Freezing and melting of methanol in a single cylindrical pore: Vitrification of methanol

To study the freezing/melting behavior of a confined CH3OH, we performed x-ray diffraction measurements of CH3OH confined inside the cylindrical pores of seven kinds of regular mesoporous adsorbents (MCM-41 and SBA-15) with different pore radii (r = 1.2, 2.1, 2.5, 3.9, 4.5, 5.3, and 7.0 nm) as a function of temperature. The freezing/melting behavior depends markedly upon the pore size. Within the pores of r≤3.9 nm, the confined CH3OH vitrifies on freezing.

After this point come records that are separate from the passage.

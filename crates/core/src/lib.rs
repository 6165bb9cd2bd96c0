//! Core domain types, diagnostics, and Markdown assembly
//! for PowerPoint to Markdown conversion.

pub mod diagnostics;
pub mod error;
pub mod markdown;
pub mod options;
pub mod types;

pub use diagnostics::{Diagnostic, DiagnosticKind, Diagnostics};
pub use error::{Error, Result};
pub use markdown::DocumentBuilder;
pub use options::{ConvertOptions, HeadingOrder};
pub use types::{Document, SlideRecord};
use base64::engine::general_purpose::STANDARD;
use base64::Engine;

use crate::error::ConfigurationError;
use crate::types::CertificatePair;

/// Encode staking material for embedding in a descriptor. Empty input gives an empty string.
pub fn encode(bytes: &[u8]) -> String {
    STANDARD.encode(bytes)
}

pub fn decode(encoded: &str) -> Result<Vec<u8>, base64::DecodeError> {
    STANDARD.decode(encoded)
}

pub fn encode_pair(key: &[u8], cert: &[u8]) -> CertificatePair {
    CertificatePair {
        key: encode(key),
        cert: encode(cert),
    }
}

/// Returns the raw (key, cert) bytes of a pair.
pub fn decode_pair(pair: &CertificatePair) -> Result<(Vec<u8>, Vec<u8>), ConfigurationError> {
    let key = decode(&pair.key).map_err(|source| ConfigurationError::Encoding {
        field: "staking key",
        source,
    })?;
    let cert = decode(&pair.cert).map_err(|source| ConfigurationError::Encoding {
        field: "staking certificate",
        source,
    })?;
    Ok((key, cert))
}
use std::collections::HashSet;
use tracing::debug;

use crate::certs;
use crate::error::ConfigurationError;
use crate::genesis;
use crate::translate;
use crate::types::{
    BackendKind, DeploymentDescriptor, DeploymentSpec, NetworkConfig, NodeBackendConfig,
    NodeConfig, ObjectMeta,
};

pub const LOCAL_API_VERSION: &str = "local/v1";
pub const LOCAL_KIND: &str = "Process";
pub const LOCAL_NAMESPACE: &str = "local";

/// Descriptors of a network, partitioned by role in input order.
#[derive(Debug, Clone)]
pub struct Deployments {
    pub beacons: Vec<DeploymentDescriptor>,
    pub non_beacons: Vec<DeploymentDescriptor>,
}

impl Deployments {
    pub fn len(&self) -> usize {
        self.beacons.len() + self.non_beacons.len()
    }

    pub fn is_empty(&self) -> bool {
        self.len() == 0
    }

    pub fn iter(&self) -> impl Iterator<Item = &DeploymentDescriptor> {
        self.beacons.iter().chain(self.non_beacons.iter())
    }
}

/// Build one descriptor per node for the given backend.
///
/// All or nothing: any defect in any node fails the whole build, so a caller
/// never ends up launching a half-configured network.
pub fn build_deployments(
    network: &NetworkConfig,
    backend: BackendKind,
) -> Result<Deployments, ConfigurationError> {
    validate(network, backend)?;
    let network_id = genesis::network_id(&network.genesis)?;

    let mut beacons = Vec::new();
    let mut non_beacons = Vec::new();
    let mut deployment_names = HashSet::new();

    for node in &network.node_configs {
        let descriptor = build_descriptor(node, &network.genesis, network_id)?;

        let qualified = format!("{}/{}", descriptor.namespace(), descriptor.name());
        if !deployment_names.insert(qualified) {
            return Err(ConfigurationError::DuplicateDeployment(
                descriptor.name().to_string(),
            ));
        }

        debug!(
            "Built descriptor {} for node {} (beacon={})",
            descriptor.name(),
            node.name,
            node.is_beacon
        );

        if node.is_beacon {
            beacons.push(descriptor);
        } else {
            non_beacons.push(descriptor);
        }
    }

    Ok(Deployments {
        beacons,
        non_beacons,
    })
}

fn validate(network: &NetworkConfig, backend: BackendKind) -> Result<(), ConfigurationError> {
    if network.node_configs.is_empty() {
        return Err(ConfigurationError::NoNodes);
    }

    if !network.node_configs.iter().any(|n| n.is_beacon) {
        return Err(ConfigurationError::NoBeacons);
    }

    let mut names = HashSet::new();
    for node in &network.node_configs {
        if !names.insert(node.name.as_str()) {
            return Err(ConfigurationError::DuplicateNode(node.name.clone()));
        }

        let found = node.backend.kind();
        if found != backend {
            return Err(ConfigurationError::BackendMismatch {
                node: node.name.clone(),
                found,
                expected: backend,
            });
        }
    }

    Ok(())
}

fn build_descriptor(
    node: &NodeConfig,
    genesis: &str,
    network_id: u32,
) -> Result<DeploymentDescriptor, ConfigurationError> {
    let env = translate::translate(&node.config_file, network_id).map_err(|source| {
        ConfigurationError::Translation {
            node: node.name.clone(),
            source,
        }
    })?;

    let certificates = vec![certs::encode_pair(
        node.staking_key.as_bytes(),
        node.staking_cert.as_bytes(),
    )];

    let (api_version, kind, namespace, deployment_name, image, tag) = match &node.backend {
        NodeBackendConfig::K8s(k8s) => (
            k8s.api_version.clone(),
            k8s.kind.clone(),
            k8s.namespace.clone(),
            k8s.identifier.clone(),
            k8s.image.clone(),
            k8s.tag.clone(),
        ),
        NodeBackendConfig::Local(local) => (
            LOCAL_API_VERSION.to_string(),
            LOCAL_KIND.to_string(),
            LOCAL_NAMESPACE.to_string(),
            node.name.clone(),
            local.binary_path.display().to_string(),
            String::new(),
        ),
    };

    Ok(DeploymentDescriptor {
        api_version,
        kind,
        metadata: ObjectMeta {
            name: deployment_name.clone(),
            namespace,
        },
        spec: DeploymentSpec {
            deployment_name,
            image,
            tag,
            bootstrapper_url: String::new(),
            env,
            node_count: 1,
            certificates,
            genesis: genesis.to_string(),
        },
    })
}

#[cfg(test)]
mod tests {
    use super::*;
    use crate::types::{K8sNodeConfig, LocalNodeConfig};
    use std::path::PathBuf;

    const TEST_GENESIS: &str = r#"{"networkID": 9999, "allocations": [], "startTime": 1630987200}"#;

    fn k8s_node(name: &str, is_beacon: bool, identifier: &str) -> NodeConfig {
        NodeConfig {
            name: name.to_string(),
            is_beacon,
            config_file: "{}".to_string(),
            staking_key: format!("{}Key", name),
            staking_cert: format!("{}Cert", name),
            backend: NodeBackendConfig::K8s(K8sNodeConfig {
                api_version: "v1".to_string(),
                identifier: identifier.to_string(),
                image: "avaplatform/avalanchego".to_string(),
                kind: "Avalanchego".to_string(),
                namespace: "test".to_string(),
                tag: "v1.10.0".to_string(),
            }),
        }
    }

    fn network(nodes: Vec<NodeConfig>) -> NetworkConfig {
        NetworkConfig {
            genesis: TEST_GENESIS.to_string(),
            node_configs: nodes,
        }
    }

    #[test]
    fn test_create_deployment_config() {
        let config = r#"{"network-peer-list-gossip-frequency": "250ms"}"#;
        let nodes = vec![
            NodeConfig {
                name: "test1".to_string(),
                is_beacon: true,
                config_file: config.to_string(),
                staking_key: "fooKey".to_string(),
                staking_cert: "fooCert".to_string(),
                backend: NodeBackendConfig::K8s(K8sNodeConfig {
                    api_version: "v1".to_string(),
                    identifier: "test11".to_string(),
                    image: "img1".to_string(),
                    kind: "Avalanchego".to_string(),
                    namespace: "test01".to_string(),
                    tag: "t1".to_string(),
                }),
            },
            NodeConfig {
                name: "test2".to_string(),
                is_beacon: false,
                config_file: config.to_string(),
                staking_key: "barKey".to_string(),
                staking_cert: "barCert".to_string(),
                backend: NodeBackendConfig::K8s(K8sNodeConfig {
                    api_version: "v2".to_string(),
                    identifier: "test22".to_string(),
                    image: "img2".to_string(),
                    kind: "Avalanchego".to_string(),
                    namespace: "test02".to_string(),
                    tag: "t2".to_string(),
                }),
            },
        ];

        let deployments = build_deployments(&network(nodes), BackendKind::K8s).unwrap();
        assert_eq!(deployments.beacons.len(), 1);
        assert_eq!(deployments.non_beacons.len(), 1);

        let b = &deployments.beacons[0];
        let n = &deployments.non_beacons[0];

        assert_eq!(b.name(), "test11");
        assert_eq!(n.name(), "test22");
        assert_eq!(b.kind, "Avalanchego");
        assert_eq!(b.api_version, "v1");
        assert_eq!(n.api_version, "v2");
        assert_eq!(b.namespace(), "test01");
        assert_eq!(n.namespace(), "test02");
        assert_eq!(b.spec.deployment_name, "test11");
        assert_eq!(n.spec.deployment_name, "test22");
        assert_eq!(b.spec.image, "img1");
        assert_eq!(n.spec.image, "img2");
        assert_eq!(b.spec.tag, "t1");
        assert_eq!(n.spec.tag, "t2");
        assert_eq!(b.spec.bootstrapper_url, "");
        assert_eq!(n.spec.bootstrapper_url, "");
        assert_eq!(b.spec.node_count, 1);
        assert_eq!(n.spec.node_count, 1);
        assert_eq!(b.spec.genesis, TEST_GENESIS);

        for d in [b, n] {
            assert_eq!(d.spec.env[0].name, "AVAGO_NETWORK_ID");
            assert_eq!(d.spec.env[0].value, "9999");
            assert_eq!(
                d.spec.env[1].name,
                "AVAGO_NETWORK_PEER_LIST_GOSSIP_FREQUENCY"
            );
            assert_eq!(d.spec.env[1].value, "250ms");
        }

        assert_eq!(b.spec.certificates[0].key, certs::encode(b"fooKey"));
        assert_eq!(b.spec.certificates[0].cert, certs::encode(b"fooCert"));
        assert_eq!(n.spec.certificates[0].key, certs::encode(b"barKey"));
        assert_eq!(n.spec.certificates[0].cert, certs::encode(b"barCert"));
    }

    #[test]
    fn test_partition_preserves_input_order() {
        let nodes = vec![
            k8s_node("a", false, "a"),
            k8s_node("b", true, "b"),
            k8s_node("c", false, "c"),
            k8s_node("d", true, "d"),
            k8s_node("e", false, "e"),
        ];

        let deployments = build_deployments(&network(nodes), BackendKind::K8s).unwrap();
        let beacons: Vec<_> = deployments.beacons.iter().map(|d| d.name()).collect();
        let others: Vec<_> = deployments.non_beacons.iter().map(|d| d.name()).collect();

        assert_eq!(beacons, vec!["b", "d"]);
        assert_eq!(others, vec!["a", "c", "e"]);
        assert_eq!(deployments.len(), 5);
    }

    #[test]
    fn test_rejects_network_without_beacons() {
        let nodes = vec![k8s_node("a", false, "a"), k8s_node("b", false, "b")];
        assert!(matches!(
            build_deployments(&network(nodes), BackendKind::K8s),
            Err(ConfigurationError::NoBeacons)
        ));
        assert!(matches!(
            build_deployments(&network(vec![]), BackendKind::K8s),
            Err(ConfigurationError::NoNodes)
        ));
    }

    #[test]
    fn test_one_bad_config_fails_whole_build() {
        let mut bad = k8s_node("b", false, "b");
        bad.config_file = "{oops".to_string();
        let nodes = vec![k8s_node("a", true, "a"), bad];

        match build_deployments(&network(nodes), BackendKind::K8s) {
            Err(ConfigurationError::Translation { node, .. }) => assert_eq!(node, "b"),
            other => panic!("expected translation error, got {:?}", other),
        }
    }

    #[test]
    fn test_rejects_duplicates() {
        let nodes = vec![k8s_node("a", true, "x"), k8s_node("a", false, "y")];
        assert!(matches!(
            build_deployments(&network(nodes), BackendKind::K8s),
            Err(ConfigurationError::DuplicateNode(_))
        ));

        let nodes = vec![k8s_node("a", true, "x"), k8s_node("b", false, "x")];
        assert!(matches!(
            build_deployments(&network(nodes), BackendKind::K8s),
            Err(ConfigurationError::DuplicateDeployment(_))
        ));
    }

    #[test]
    fn test_rejects_backend_mismatch() {
        let nodes = vec![k8s_node("a", true, "a")];
        assert!(matches!(
            build_deployments(&network(nodes), BackendKind::Local),
            Err(ConfigurationError::BackendMismatch { .. })
        ));
    }

    #[test]
    fn test_rejects_bad_genesis() {
        let cfg = NetworkConfig {
            genesis: "{}".to_string(),
            node_configs: vec![k8s_node("a", true, "a")],
        };
        assert!(matches!(
            build_deployments(&cfg, BackendKind::K8s),
            Err(ConfigurationError::Genesis(_))
        ));
    }

    #[test]
    fn test_local_descriptor() {
        let node = NodeConfig {
            name: "node-0".to_string(),
            is_beacon: true,
            config_file: r#"{"log-level": "debug"}"#.to_string(),
            staking_key: String::new(),
            staking_cert: String::new(),
            backend: NodeBackendConfig::Local(LocalNodeConfig {
                binary_path: PathBuf::from("/opt/avalanchego/avalanchego"),
            }),
        };

        let deployments = build_deployments(&network(vec![node]), BackendKind::Local).unwrap();
        let d = &deployments.beacons[0];
        assert_eq!(d.api_version, LOCAL_API_VERSION);
        assert_eq!(d.kind, LOCAL_KIND);
        assert_eq!(d.name(), "node-0");
        assert_eq!(d.spec.image, "/opt/avalanchego/avalanchego");
        assert_eq!(d.spec.certificates[0].key, "");
        assert_eq!(d.spec.env.len(), 2);
    }

    #[test]
    fn test_bootstrap_field_set_once() {
        let nodes = vec![k8s_node("a", true, "a"), k8s_node("b", false, "b")];
        let mut deployments = build_deployments(&network(nodes), BackendKind::K8s).unwrap();
        let endpoints = vec![crate::types::BootstrapEndpoint {
            node_id: "NodeID-a".to_string(),
            address: "a.test:9651".to_string(),
        }];

        let n = &mut deployments.non_beacons[0];
        assert!(n.set_bootstrap_endpoints(&endpoints));
        assert_eq!(n.spec.bootstrapper_url, "NodeID-a@a.test:9651");
        assert!(!n.set_bootstrap_endpoints(&[]));
        assert_eq!(n.bootstrap_endpoints(), endpoints);
    }
}
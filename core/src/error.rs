use std::fmt;
use std::time::Duration;
use thiserror::Error;

use crate::types::{BackendKind, NetworkState};

/// A node configuration document could not be translated.
#[derive(Debug, Error)]
pub enum TranslationError {
    #[error("config file is not valid JSON: {0}")]
    Parse(#[from] serde_json::Error),

    #[error("config file must be a JSON object")]
    NotAnObject,

    #[error("value of '{key}' must be a string, number or boolean")]
    NonScalar { key: String },

    #[error("key '{key}' collides with the reserved variable {reserved}")]
    Reserved { key: String, reserved: &'static str },
}

/// Defects in the network configuration, reported before anything is submitted.
#[derive(Debug, Error)]
pub enum ConfigurationError {
    #[error("network has no nodes")]
    NoNodes,

    #[error("network has no beacon nodes")]
    NoBeacons,

    #[error("duplicate node name: {0}")]
    DuplicateNode(String),

    #[error("duplicate deployment name: {0}")]
    DuplicateDeployment(String),

    #[error("node {node} targets the {found} backend but the active backend is {expected}")]
    BackendMismatch {
        node: String,
        found: BackendKind,
        expected: BackendKind,
    },

    #[error("invalid genesis: {0}")]
    Genesis(String),

    #[error("invalid config file for node {node}: {source}")]
    Translation {
        node: String,
        #[source]
        source: TranslationError,
    },

    #[error("orchestrator setting {field} must be greater than zero")]
    ZeroDuration { field: &'static str },

    #[error("invalid base64 in {field}: {source}")]
    Encoding {
        field: &'static str,
        #[source]
        source: base64::DecodeError,
    },
}

/// Startup phase a failure happened in.
#[derive(Debug, Clone, Copy, PartialEq, Eq)]
pub enum Phase {
    Beacons,
    Dependents,
}

impl fmt::Display for Phase {
    fn fmt(&self, f: &mut fmt::Formatter<'_>) -> fmt::Result {
        match self {
            Self::Beacons => write!(f, "beacon"),
            Self::Dependents => write!(f, "dependent"),
        }
    }
}

#[derive(Debug, Error)]
pub enum NetworkError {
    #[error(transparent)]
    Configuration(#[from] ConfigurationError),

    /// Nodes listed in `submitted` are left running for the caller to tear down.
    #[error("failed to submit {phase} node {node}: {source:#}")]
    Submission {
        phase: Phase,
        node: String,
        submitted: Vec<String>,
        #[source]
        source: anyhow::Error,
    },

    #[error("failed to discover bootstrap endpoint of beacon {node}: {source:#}")]
    Bootstrap {
        node: String,
        #[source]
        source: anyhow::Error,
    },

    #[error("{} {phase} node(s) not healthy after {timeout:?}: {}", .pending.len(), .pending.join(", "))]
    HealthTimeout {
        phase: Phase,
        /// Failed when no node of the phase became healthy, Degraded otherwise
        state: NetworkState,
        timeout: Duration,
        healthy: Vec<String>,
        pending: Vec<String>,
    },

    #[error("failed to tear down {}", .failed.join(", "))]
    Teardown { failed: Vec<String> },

    #[error("cannot {action} a network that is {state}")]
    InvalidState {
        action: &'static str,
        state: NetworkState,
    },
}
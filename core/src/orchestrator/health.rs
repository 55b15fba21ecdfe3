use std::collections::HashMap;
use std::sync::Arc;
use std::time::Duration;
use tokio::sync::{mpsc, watch};
use tokio::time::MissedTickBehavior;
use tokio_util::sync::CancellationToken;
use tracing::{debug, info, warn};

use crate::backend::Backend;
use crate::types::{NetworkState, NodeHandle};

/// Result of one health probe, sent by a poll task to the state owner.
#[derive(Debug, Clone)]
pub(crate) struct HealthReport {
    pub node: String,
    pub healthy: bool,
}

/// Apply a state transition unless the current state forbids it.
///
/// All writes go through here so that a stale report can never move the
/// network out of Failed or Stopped.
pub(crate) fn transition(state: &watch::Sender<NetworkState>, next: NetworkState) -> bool {
    state.send_if_modified(|current| {
        if !current.can_transition_to(next) {
            return false;
        }
        info!("Network state: {} -> {}", current, next);
        *current = next;
        true
    })
}

async fn probe(backend: &dyn Backend, handle: &NodeHandle, attempt_timeout: Duration) -> bool {
    match tokio::time::timeout(attempt_timeout, backend.check_health(handle)).await {
        Ok(Ok(healthy)) => {
            debug!("Node {} healthy={}", handle.name, healthy);
            healthy
        }
        Ok(Err(e)) => {
            debug!("Health check of {} failed: {:#}", handle.name, e);
            false
        }
        Err(_) => {
            debug!("Health check of {} timed out after {:?}", handle.name, attempt_timeout);
            false
        }
    }
}

/// Startup poll task: probe until the node reports healthy or the phase is cancelled.
pub(crate) async fn poll_until_healthy(
    backend: Arc<dyn Backend>,
    handle: NodeHandle,
    interval: Duration,
    attempt_timeout: Duration,
    reports: mpsc::Sender<HealthReport>,
    cancel: CancellationToken,
) {
    let mut ticker = tokio::time::interval(interval);
    ticker.set_missed_tick_behavior(MissedTickBehavior::Delay);

    loop {
        let healthy = tokio::select! {
            _ = cancel.cancelled() => return,
            _ = ticker.tick() => {
                tokio::select! {
                    _ = cancel.cancelled() => return,
                    healthy = probe(backend.as_ref(), &handle, attempt_timeout) => healthy,
                }
            }
        };

        let report = HealthReport {
            node: handle.name.clone(),
            healthy,
        };
        if reports.send(report).await.is_err() || healthy {
            return;
        }
    }
}

/// Background monitor: keeps probing a node for as long as the network lives.
pub(crate) async fn monitor_node(
    backend: Arc<dyn Backend>,
    handle: NodeHandle,
    interval: Duration,
    attempt_timeout: Duration,
    reports: mpsc::Sender<HealthReport>,
    cancel: CancellationToken,
) {
    let mut ticker = tokio::time::interval(interval);
    ticker.set_missed_tick_behavior(MissedTickBehavior::Delay);
    // The first tick fires immediately; startup just probed this node.
    ticker.tick().await;

    loop {
        let healthy = tokio::select! {
            _ = cancel.cancelled() => return,
            _ = ticker.tick() => {
                tokio::select! {
                    _ = cancel.cancelled() => return,
                    healthy = probe(backend.as_ref(), &handle, attempt_timeout) => healthy,
                }
            }
        };

        let report = HealthReport {
            node: handle.name.clone(),
            healthy,
        };
        if reports.send(report).await.is_err() {
            return;
        }
    }
}

/// Single owner of the post-startup node statuses. Folds monitor reports into
/// Healthy/Degraded and publishes the result.
pub(crate) async fn keep_state(
    state: Arc<watch::Sender<NetworkState>>,
    mut statuses: HashMap<String, bool>,
    mut reports: mpsc::Receiver<HealthReport>,
    cancel: CancellationToken,
) {
    loop {
        let report = tokio::select! {
            _ = cancel.cancelled() => return,
            report = reports.recv() => match report {
                Some(report) => report,
                None => return,
            },
        };

        let previous = statuses.insert(report.node.clone(), report.healthy);
        if previous != Some(report.healthy) {
            if report.healthy {
                info!("Node {} is healthy again", report.node);
            } else {
                warn!("Node {} became unhealthy", report.node);
            }
        }

        let next = if statuses.values().all(|healthy| *healthy) {
            NetworkState::Healthy
        } else {
            NetworkState::Degraded
        };
        transition(&state, next);
    }
}
use serde::{Deserialize, Serialize};
use std::fmt;
use std::path::PathBuf;

// ============================================================================
// Network Input
// ============================================================================

#[derive(Debug, Clone, Serialize, Deserialize)]
pub struct NetworkConfig {
    /// Genesis document shared by every node. Must carry a `networkID`.
    pub genesis: String,
    pub node_configs: Vec<NodeConfig>,
}

#[derive(Debug, Clone, Serialize, Deserialize)]
pub struct NodeConfig {
    pub name: String,
    #[serde(default)]
    pub is_beacon: bool,
    /// JSON object of node flags, e.g. `{"network-peer-list-gossip-frequency": "250ms"}`
    #[serde(default = "empty_config_file")]
    pub config_file: String,
    #[serde(default)]
    pub staking_key: String,
    #[serde(default)]
    pub staking_cert: String,
    pub backend: NodeBackendConfig,
}

fn empty_config_file() -> String {
    "{}".to_string()
}

/// Backend-specific block of a node, tagged by backend identifier.
#[derive(Debug, Clone, PartialEq, Eq, Serialize, Deserialize)]
#[serde(tag = "backend", rename_all = "lowercase")]
pub enum NodeBackendConfig {
    K8s(K8sNodeConfig),
    Local(LocalNodeConfig),
}

impl NodeBackendConfig {
    pub fn kind(&self) -> BackendKind {
        match self {
            Self::K8s(_) => BackendKind::K8s,
            Self::Local(_) => BackendKind::Local,
        }
    }
}

#[derive(Debug, Clone, PartialEq, Eq, Serialize, Deserialize)]
#[serde(rename_all = "camelCase")]
pub struct K8sNodeConfig {
    pub api_version: String,
    /// Deployment name of the node's resource.
    pub identifier: String,
    pub image: String,
    #[serde(default = "default_kind")]
    pub kind: String,
    pub namespace: String,
    pub tag: String,
}

fn default_kind() -> String {
    "Avalanchego".to_string()
}

#[derive(Debug, Clone, PartialEq, Eq, Serialize, Deserialize)]
pub struct LocalNodeConfig {
    /// Node binary to execute.
    pub binary_path: PathBuf,
}

#[derive(Debug, Clone, Copy, PartialEq, Eq, Hash, Serialize, Deserialize)]
#[serde(rename_all = "lowercase")]
pub enum BackendKind {
    K8s,
    Local,
}

impl fmt::Display for BackendKind {
    fn fmt(&self, f: &mut fmt::Formatter<'_>) -> fmt::Result {
        match self {
            Self::K8s => write!(f, "k8s"),
            Self::Local => write!(f, "local"),
        }
    }
}

// ============================================================================
// Deployment Descriptor
// ============================================================================

/// Submission payload for one node, shaped as a custom resource.
#[derive(Debug, Clone, PartialEq, Eq, Serialize, Deserialize)]
#[serde(rename_all = "camelCase")]
pub struct DeploymentDescriptor {
    pub api_version: String,
    pub kind: String,
    pub metadata: ObjectMeta,
    pub spec: DeploymentSpec,
}

#[derive(Debug, Clone, PartialEq, Eq, Serialize, Deserialize)]
pub struct ObjectMeta {
    pub name: String,
    pub namespace: String,
}

#[derive(Debug, Clone, PartialEq, Eq, Serialize, Deserialize)]
#[serde(rename_all = "camelCase")]
pub struct DeploymentSpec {
    pub deployment_name: String,
    pub image: String,
    pub tag: String,
    /// Comma separated `NodeID@host:port` list, empty until the beacons are healthy.
    #[serde(rename = "bootstrapperURL", default)]
    pub bootstrapper_url: String,
    pub env: Vec<EnvVar>,
    pub node_count: u32,
    pub certificates: Vec<CertificatePair>,
    pub genesis: String,
}

impl DeploymentDescriptor {
    pub fn name(&self) -> &str {
        &self.metadata.name
    }

    pub fn namespace(&self) -> &str {
        &self.metadata.namespace
    }

    pub fn bootstrap_endpoints(&self) -> Vec<BootstrapEndpoint> {
        BootstrapEndpoint::parse_list(&self.spec.bootstrapper_url)
    }

    /// Set the bootstrap field. It can only be set once; returns false if it already was.
    pub fn set_bootstrap_endpoints(&mut self, endpoints: &[BootstrapEndpoint]) -> bool {
        if !self.spec.bootstrapper_url.is_empty() {
            return false;
        }
        self.spec.bootstrapper_url = BootstrapEndpoint::join(endpoints);
        true
    }
}

#[derive(Debug, Clone, PartialEq, Eq, Serialize, Deserialize)]
pub struct EnvVar {
    pub name: String,
    pub value: String,
}

impl EnvVar {
    pub fn new(name: impl Into<String>, value: impl Into<String>) -> Self {
        Self {
            name: name.into(),
            value: value.into(),
        }
    }
}

/// Base64 encoded staking key and certificate.
#[derive(Debug, Clone, PartialEq, Eq, Serialize, Deserialize)]
pub struct CertificatePair {
    pub key: String,
    pub cert: String,
}

// ============================================================================
// Runtime
// ============================================================================

/// A beacon's advertised identity and staking address.
#[derive(Debug, Clone, PartialEq, Eq, Serialize, Deserialize)]
pub struct BootstrapEndpoint {
    pub node_id: String,
    pub address: String,
}

impl BootstrapEndpoint {
    pub fn join(endpoints: &[BootstrapEndpoint]) -> String {
        endpoints
            .iter()
            .map(|e| e.to_string())
            .collect::<Vec<_>>()
            .join(",")
    }

    /// Parse a comma separated `NodeID@host:port` list. Malformed entries are skipped.
    pub fn parse_list(list: &str) -> Vec<BootstrapEndpoint> {
        list.split(',')
            .map(str::trim)
            .filter_map(|entry| {
                let (node_id, address) = entry.split_once('@')?;
                if node_id.is_empty() || address.is_empty() {
                    return None;
                }
                Some(BootstrapEndpoint {
                    node_id: node_id.to_string(),
                    address: address.to_string(),
                })
            })
            .collect()
    }
}

impl fmt::Display for BootstrapEndpoint {
    fn fmt(&self, f: &mut fmt::Formatter<'_>) -> fmt::Result {
        write!(f, "{}@{}", self.node_id, self.address)
    }
}

/// What a backend hands back for a submitted descriptor.
#[derive(Debug, Clone, PartialEq, Eq)]
pub struct NodeHandle {
    /// Descriptor name the handle was created for
    pub name: String,
    /// Base URL of the node's HTTP API
    pub api_url: String,
    /// host:port the node accepts staking connections on
    pub staking_address: String,
    /// Backend specific reference used for teardown (resource path, data dir)
    pub backend_ref: String,
}

#[derive(Debug, Clone, Copy, PartialEq, Eq, Hash, Serialize, Deserialize)]
pub enum NetworkState {
    Initializing,
    BeaconsStarting,
    BeaconsHealthy,
    DependentsStarting,
    Healthy,
    Degraded,
    Failed,
    Stopped,
}

impl NetworkState {
    pub fn is_terminal(&self) -> bool {
        matches!(self, Self::Failed | Self::Stopped)
    }

    /// Failed only moves on to Stopped; Stopped never moves.
    pub fn can_transition_to(&self, next: NetworkState) -> bool {
        match self {
            Self::Stopped => false,
            Self::Failed => next == Self::Stopped,
            _ => *self != next,
        }
    }
}

impl fmt::Display for NetworkState {
    fn fmt(&self, f: &mut fmt::Formatter<'_>) -> fmt::Result {
        let s = match self {
            Self::Initializing => "initializing",
            Self::BeaconsStarting => "beacons-starting",
            Self::BeaconsHealthy => "beacons-healthy",
            Self::DependentsStarting => "dependents-starting",
            Self::Healthy => "healthy",
            Self::Degraded => "degraded",
            Self::Failed => "failed",
            Self::Stopped => "stopped",
        };
        write!(f, "{}", s)
    }
}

On the other hand, cooling of the CH3OH confined to the pores of r≥4.5 nm results in crystallization of the liquid. Within the pores of r = 5.3 nm, the crystallization proceeds in two steps: prefreezing first occurs and then it transforms into a crystalline solid with the same structure as that of the bulk α phase. The prefreezing temperature seems to lower steeply with decreasing pore-size and to approach the freezing temperature for the pores of r = 4.5 nm. Cooling of the CH3OH confined to the pores of r = 7.0 nm results in formation of a crystalline solid with the same structure as that of the bulk β phase and it does not transform into the low temperature α phase on further cooling down to 30 K. A large hysteresis effect between freezing and melting is observed. A mechanism of the vitrification is discussed.